● RECORDS FOR THIS TASK:
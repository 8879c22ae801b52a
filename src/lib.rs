//! `tablesync` pulls tables out of collaborative documents (Coda, or CSV/JSON exports on disk)
//! and synchronizes them into a SQL warehouse.
//!
//! The core path has two steps:
//!
//! 1. **Extract** ([`extract::Extractor`]): a full read of one document table into an in-memory
//!    [`types::Snapshot`], with column names normalized to relational identifiers
//!    (`"Product Code"` becomes `product_code`).
//! 2. **Upsert** ([`upsert::StagedUpserter`]): stage the snapshot in a per-run table, delete the
//!    target rows whose key is in the snapshot, insert the staged rows, drop the staging table.
//!    All in one transaction: the target is either fully updated or left as it was.
//!
//! A merge-style variant ([`upsert::MergeUpserter`]) keeps a persistent staging table and uses a
//! conditional merge on a composite key instead.
//!
//! ## Running a batch
//!
//! [`pipeline::Pipeline`] runs both steps for every table of a [`config::SyncConfig`], one table
//! at a time, and keeps going when a table fails.
//!
//! ```no_run
//! use tablesync::config::{SyncConfig, WarehouseConfig};
//! use tablesync::pipeline::Pipeline;
//! use tablesync::source::FileSource;
//!
//! # fn main() -> Result<(), tablesync::SyncError> {
//! let config = SyncConfig::load("sync.toml")?;
//! let pipeline = Pipeline::new(FileSource::new("exports"), WarehouseConfig::sqlite("dw.sqlite"));
//!
//! let report = pipeline.run(&config)?;
//! println!("synced={} skipped={} failed={}", report.synced(), report.skipped(), report.failed());
//! # Ok(())
//! # }
//! ```
//!
//! ## Upserting a snapshot directly
//!
//! ```rust
//! use tablesync::types::{Snapshot, Value};
//! use tablesync::upsert::{StagedUpserter, UpsertOutcome};
//! use tablesync::warehouse::{SqliteWarehouse, TableName, Warehouse};
//!
//! let mut wh = SqliteWarehouse::open_in_memory().unwrap();
//! wh.execute("CREATE TABLE skus (sku TEXT, tier INTEGER)", &[]).unwrap();
//!
//! let snapshot = Snapshot::from_rows(
//!     vec!["sku".into(), "tier".into()],
//!     vec![vec![Value::from("A-1"), Value::Int64(2)]],
//! );
//! let outcome = StagedUpserter::default()
//!     .upsert(&mut wh, &snapshot, &TableName::unqualified("skus"), &["sku"])
//!     .unwrap();
//! assert!(matches!(outcome, UpsertOutcome::Applied(_)));
//! ```
//!
//! ## Modules
//!
//! - [`source`]: document sources (Coda API, local files)
//! - [`extract`] / [`normalize`]: snapshot extraction and column-name normalization
//! - [`warehouse`]: warehouse trait, SQL dialects, SQLite and Redshift backends
//! - [`upsert`]: staged replace-by-key and merge-style syncs
//! - [`pipeline`]: batch runner with [`observability`] hooks
//! - [`export`]: CSV output of snapshots
//! - [`query`]: parameterized warehouse lookups
//! - [`page`]: field extraction from JSON APIs and HTML pages
//! - [`failures`]: parsing of provisioning failure logs
//! - [`config`] / [`logging`]: run configuration and `tracing` setup
//! - [`error`]: error types

pub mod config;
pub mod error;
pub mod export;
pub mod extract;
pub mod failures;
pub mod logging;
pub mod normalize;
pub mod observability;
pub mod page;
pub mod pipeline;
pub mod query;
pub mod source;
pub mod types;
pub mod upsert;
pub mod warehouse;

pub use error::{SyncError, SyncResult};
//! Coda REST API source.
//!
//! A table read is two paginated walks against the v1 API:
//!
//! 1. `GET /docs/{doc}/tables/{table}/columns` for the column titles (display order). This also
//!    gives an empty table its header.
//! 2. `GET /docs/{doc}/tables/{table}/rows?useColumnNames=true&valueFormat=simple` for the
//!    rows, each a map of column title to simple JSON value.
//!
//! Both walks follow `nextPageToken` until the API stops returning one. The page parsers are
//! exposed so they can be exercised without network access.

use reqwest::Url;
use reqwest::blocking::Client;
use serde::Deserialize;

use crate::config::CodaConfig;
use crate::error::{SourceError, SourceResult};
use crate::types::Value;

use super::{DocumentSource, RawTable, value_from_json};

/// Default API base URL.
pub const DEFAULT_API_BASE: &str = "https://coda.io/apis/v1";

const COLUMN_PAGE_LIMIT: &str = "100";
const ROW_PAGE_LIMIT: &str = "500";

#[derive(Debug, Deserialize)]
struct Page<T> {
    #[serde(default = "Vec::new")]
    items: Vec<T>,
    #[serde(rename = "nextPageToken")]
    next_page_token: Option<String>,
}

#[derive(Debug, Deserialize)]
struct ColumnItem {
    name: String,
}

#[derive(Debug, Deserialize)]
struct RowItem {
    #[serde(default)]
    values: serde_json::Map<String, serde_json::Value>,
}

/// Parse one page of the columns listing.
///
/// Returns the column titles on the page and the token of the next page, if any.
pub fn parse_columns_page(body: &str) -> SourceResult<(Vec<String>, Option<String>)> {
    let page: Page<ColumnItem> = serde_json::from_str(body).map_err(malformed)?;
    let names = page.items.into_iter().map(|c| c.name).collect();
    Ok((names, non_empty(page.next_page_token)))
}

/// Parse one page of the rows listing, aligning values with `columns`.
///
/// Cells missing from a row become [`Value::Null`]; values for columns not in `columns` are
/// ignored.
pub fn parse_rows_page(
    body: &str,
    columns: &[String],
) -> SourceResult<(Vec<Vec<Value>>, Option<String>)> {
    let page: Page<RowItem> = serde_json::from_str(body).map_err(malformed)?;
    let rows = page
        .items
        .iter()
        .map(|item| {
            columns
                .iter()
                .map(|c| item.values.get(c).map(value_from_json).unwrap_or(Value::Null))
                .collect()
        })
        .collect();
    Ok((rows, non_empty(page.next_page_token)))
}

fn malformed(e: serde_json::Error) -> SourceError {
    SourceError::Malformed {
        message: e.to_string(),
    }
}

fn non_empty(token: Option<String>) -> Option<String> {
    token.filter(|t| !t.is_empty())
}

/// Blocking Coda API client.
#[derive(Debug, Clone)]
pub struct CodaSource {
    client: Client,
    config: CodaConfig,
}

impl CodaSource {
    /// Build a client. Fails only if the HTTP client itself cannot be constructed.
    pub fn new(config: CodaConfig) -> SourceResult<Self> {
        let client = Client::builder()
            .user_agent(concat!("tablesync/", env!("CARGO_PKG_VERSION")))
            .build()?;
        Ok(Self { client, config })
    }

    fn endpoint(&self, document_id: &str, table_id: &str, leaf: &str) -> SourceResult<Url> {
        let mut url = Url::parse(&self.config.api_base).map_err(|e| SourceError::Malformed {
            message: format!("invalid api base '{}': {e}", self.config.api_base),
        })?;
        url.path_segments_mut()
            .map_err(|_| SourceError::Malformed {
                message: format!("api base '{}' cannot carry a path", self.config.api_base),
            })?
            .pop_if_empty()
            .extend(["docs", document_id, "tables", table_id, leaf]);
        Ok(url)
    }

    fn fetch(
        &self,
        mut url: Url,
        params: &[(&str, &str)],
        page_token: Option<&str>,
        document_id: &str,
        table_id: &str,
    ) -> SourceResult<String> {
        {
            let mut pairs = url.query_pairs_mut();
            for (k, v) in params {
                pairs.append_pair(k, v);
            }
            if let Some(token) = page_token {
                pairs.append_pair("pageToken", token);
            }
        }

        tracing::debug!(url = %url, "requesting coda page");
        let resp = self
            .client
            .get(url)
            .bearer_auth(&self.config.token)
            .send()?;

        let status = resp.status();
        if status.is_success() {
            return Ok(resp.text()?);
        }

        match status.as_u16() {
            404 => Err(SourceError::NotFound {
                document_id: document_id.to_string(),
                table_id: table_id.to_string(),
            }),
            401 | 403 => Err(SourceError::Auth {
                status: status.as_u16(),
            }),
            code => Err(SourceError::Http {
                status: code,
                body: resp.text().unwrap_or_default(),
            }),
        }
    }

    fn list_columns(&self, document_id: &str, table_id: &str) -> SourceResult<Vec<String>> {
        let url = self.endpoint(document_id, table_id, "columns")?;
        let mut columns = Vec::new();
        let mut token: Option<String> = None;
        loop {
            let body = self.fetch(
                url.clone(),
                &[("limit", COLUMN_PAGE_LIMIT)],
                token.as_deref(),
                document_id,
                table_id,
            )?;
            let (names, next) = parse_columns_page(&body)?;
            columns.extend(names);
            match next {
                Some(t) => token = Some(t),
                None => break,
            }
        }
        Ok(columns)
    }

    fn list_rows(
        &self,
        document_id: &str,
        table_id: &str,
        columns: &[String],
    ) -> SourceResult<Vec<Vec<Value>>> {
        let url = self.endpoint(document_id, table_id, "rows")?;
        let mut rows = Vec::new();
        let mut token: Option<String> = None;
        loop {
            let body = self.fetch(
                url.clone(),
                &[
                    ("useColumnNames", "true"),
                    ("valueFormat", "simple"),
                    ("limit", ROW_PAGE_LIMIT),
                ],
                token.as_deref(),
                document_id,
                table_id,
            )?;
            let (page_rows, next) = parse_rows_page(&body, columns)?;
            rows.extend(page_rows);
            match next {
                Some(t) => token = Some(t),
                None => break,
            }
        }
        Ok(rows)
    }
}

impl DocumentSource for CodaSource {
    fn get_table(&self, document_id: &str, table_id: &str) -> SourceResult<RawTable> {
        tracing::info!(document_id, table_id, "loading coda table");
        let columns = self.list_columns(document_id, table_id)?;
        let rows = self.list_rows(document_id, table_id, &columns)?;
        Ok(RawTable::new(columns, rows))
    }
}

● DIRECTIONS:
Scan the records for the string "docs" and report each line where it occurs.

● EXERCISE OUTPUT:
//! 1. `GET /docs/{doc}/tables/{table}/columns` for the column titles (display order). This also
//! 2. `GET /docs/{doc}/tables/{table}/rows?useColumnNames=true&valueFormat=simple` for the
            .extend(["docs", document_id, "tables", table_id, leaf]);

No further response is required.